Local voters who tuned in, on the 47th anniversary of the first televised presidential debate, said that while the candidates did a good job highlighting their differences, there was no real winner.
"It was the first debate I had a chance to see, so I was very interested to get a general sense of the different candidates," said Ola Lessard, 38, of Londonderry. "I felt like I was able to feel where each of them stood."
Lessard said that going into the debate, she was interested in Sens. Hillary Clinton, Barack Obama and John Edwards. But her choices changed.
"Coming out of the debate, I think it's more of a split between Hillary and Barack, but I really liked Joe Biden," she said. "He stood out as being strong and very decisive. I liked what he had to say."
Chris Rossetti, 41, of Windham said he had his favorites going into the debate and wasn't swayed by last night's showing.
"I think all the candidates did a real good job distinguishing themselves," he said.
The war in Iraq and conflict with Iran dominated the first half of the two-hour debate, with Clinton, Obama and Edwards saying the drawdown of troops will depend on the circumstances.
Meanwhile, New Mexico Gov. Bill Richardson and Sen. Chris Dodd of Connecticut pledged to have all troops out of Iraq by 2013 - the end of their first term.
Former Sen. Mike Gravel of Alaska urged the senators on stage to stay in Congress and vote against the war every single day for 40 days in a row.
Rossetti, who said the war is his top concern, thought the debate did a good job of showcasing the candidates' positions on the war. He thinks Congress should be doing more to challenge the president and while he said Gravel is "a little out there, I kind of, in a way, agree with him. I do think there is more they could do to put an end to this war and bring the troops home."
Although a large crowd flocked to the college's campus last night, and the local voters who tuned in said they were glad they did, other Southern New Hampshire residents said they had no plans to watch the debate.
Some said the broadcast from 9 to 11 p.m. was too late for a weeknight, while others said that with more than three months until the New Hampshire primary, it is still too early in the political season.
Health care and Social Security were discussed at length, but the local voters said they would have liked to hear more about alternative energy, the environment and public education.
"I didn't hear a lot about energy or job creation," Rossetti said.
For those who tuned in, the benefit was being able to see the candidates interact and watch them answer questions.
"It gave me a chance to see and get advice from some of the people that I just wasn't as familiar with," Lessard said. "Seeing how they react, if they're able to field a question well, knowing they are willing to take a stand on issues, that's very important."
Rossetti agreed, saying the debate was a good way to give the lesser-known candidates a platform.
At the end of the debate, which was broadcast live on MSNBC and NECN, moderator Tim Russert hosted a "lightning round," giving each candidate 30 seconds to answer a question. The topics varied from the campaign donations Clinton received to the candidates' favorite Bible verse.

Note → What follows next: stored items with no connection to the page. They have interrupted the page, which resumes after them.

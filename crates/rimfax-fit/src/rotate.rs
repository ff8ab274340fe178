//! Complex response reduction and quadrature rotation.

use ndarray::{Array1, Array3, Axis};
use num_complex::Complex64;

/// Average each sample window down to one complex response per sweep
/// point. Input is indexed (sweep point, repetition, time sample);
/// repetitions and time samples are both averaged away.
pub fn mean_response(store_arr: &Array3<Complex64>) -> Array1<Complex64> {
    let (_, reps, samples) = store_arr.dim();
    let norm = (reps * samples).max(1) as f64;
    Array1::from_iter(
        store_arr
            .axis_iter(Axis(0))
            .map(|window| window.iter().sum::<Complex64>() / norm),
    )
}

/// Angle (radians) that rotates the dominant variation of the IQ cloud
/// onto the real axis: the principal axis of the centered scatter.
///
/// Purely real data yields 0 exactly, so already-aligned responses pass
/// through [`rotate_opt`] unchanged.
pub fn optimal_rotation(data: &Array1<Complex64>) -> f64 {
    let n = data.len();
    if n < 2 {
        return 0.0;
    }
    let mean = data.iter().sum::<Complex64>() / n as f64;
    let (mut sxx, mut syy, mut sxy) = (0.0, 0.0, 0.0);
    for z in data.iter() {
        let dx = z.re - mean.re;
        let dy = z.im - mean.im;
        sxx += dx * dx;
        syy += dy * dy;
        sxy += dx * dy;
    }
    -0.5 * (2.0 * sxy).atan2(sxx - syy)
}

/// Apply the fixed linear phase rotation that maximizes signal-to-noise
/// in the real quadrature.
pub fn rotate_opt(data: &Array1<Complex64>) -> Array1<Complex64> {
    let angle = optimal_rotation(data);
    let phasor = Complex64::from_polar(1.0, angle);
    data.mapv(|z| z * phasor)
}

#[cfg(test)]
mod tests {
    use super::*;
    use ndarray::array;

    #[test]
    fn test_pure_real_is_unchanged() {
        let data = array![
            Complex64::new(0.1, 0.0),
            Complex64::new(0.5, 0.0),
            Complex64::new(0.9, 0.0),
        ];
        assert_eq!(optimal_rotation(&data), 0.0);
        let rotated = rotate_opt(&data);
        for (a, b) in data.iter().zip(rotated.iter()) {
            assert!((a - b).norm() < 1e-15);
        }
    }

    #[test]
    fn test_pure_imag_rotates_onto_real() {
        let data = array![
            Complex64::new(0.0, 0.1),
            Complex64::new(0.0, 0.5),
            Complex64::new(0.0, 0.9),
        ];
        let rotated = rotate_opt(&data);
        for z in rotated.iter() {
            assert!(z.im.abs() < 1e-12, "residual Q component: {z}");
        }
    }

    #[test]
    fn test_diagonal_cloud() {
        let phasor = Complex64::from_polar(1.0, 0.7);
        let data: Array1<Complex64> =
            Array1::from_iter((0..32).map(|i| phasor * (0.1 + 0.02 * i as f64)));
        let rotated = rotate_opt(&data);
        for z in rotated.iter() {
            assert!(z.im.abs() - z.re.abs() < 1e-12);
        }
        // variance now lives on the real axis
        let mean_im = rotated.iter().map(|z| z.im).sum::<f64>() / 32.0;
        let var_im = rotated
            .iter()
            .map(|z| (z.im - mean_im) * (z.im - mean_im))
            .sum::<f64>();
        assert!(var_im < 1e-20);
    }

    #[test]
    fn test_mean_response() {
        let mut arr = Array3::zeros((2, 1, 4));
        for k in 0..4 {
            arr[[0, 0, k]] = Complex64::new(1.0, -1.0);
            arr[[1, 0, k]] = Complex64::new(k as f64, 0.0);
        }
        let resp = mean_response(&arr);
        assert_eq!(resp[0], Complex64::new(1.0, -1.0));
        assert_eq!(resp[1], Complex64::new(1.5, 0.0));
    }
}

While some, Lessard and Rossetti, said getting the candidates to keep their answers short was a useful exercise, Rossetti also thought some of the questions should have been skipped, including a proposal to lower the drinking age and a nationwide smoking ban. The debate ended on a light note, with Russert asking the candidates which baseball team they favored, the Red Sox or Yankees.
The question gave the candidates a chance to joke around, with Rep. Dennis Kucinich of Ohio voting for the Cleveland Indians and using the chance to say "Hi Mom!" Sen. Joseph Biden of Delaware said that in his grandfather's house "If you weren't a Yankees fan, you didn't eat."
Richardson, Gravel, Edwards and Dodd all backed the Red Sox, receiving applause from the crowd.
The local reaction to the lighter questions was mixed. Lessard said it was a good way to end the night.
"These are people, it's kind of nice to be able to see them smile," she said.
But Rossetti thought the time could have been spent on a more serious issue.
"Men and women are getting killed in Iraq," he said. "I didn't see the value of some questions at the end, like the drinking age. There are so many issues that are more important."
Once the debate ended, campaigns and commentators began discussing and dissecting the event, trying to decide which candidate won. But for local voters, it was a chance to get more information, not a time to make a final decision on which candidate to back.
"I've had this marked on my calendar for a month and a half," Lessard said. "It's one small piece of informing myself and I was very glad I watched it."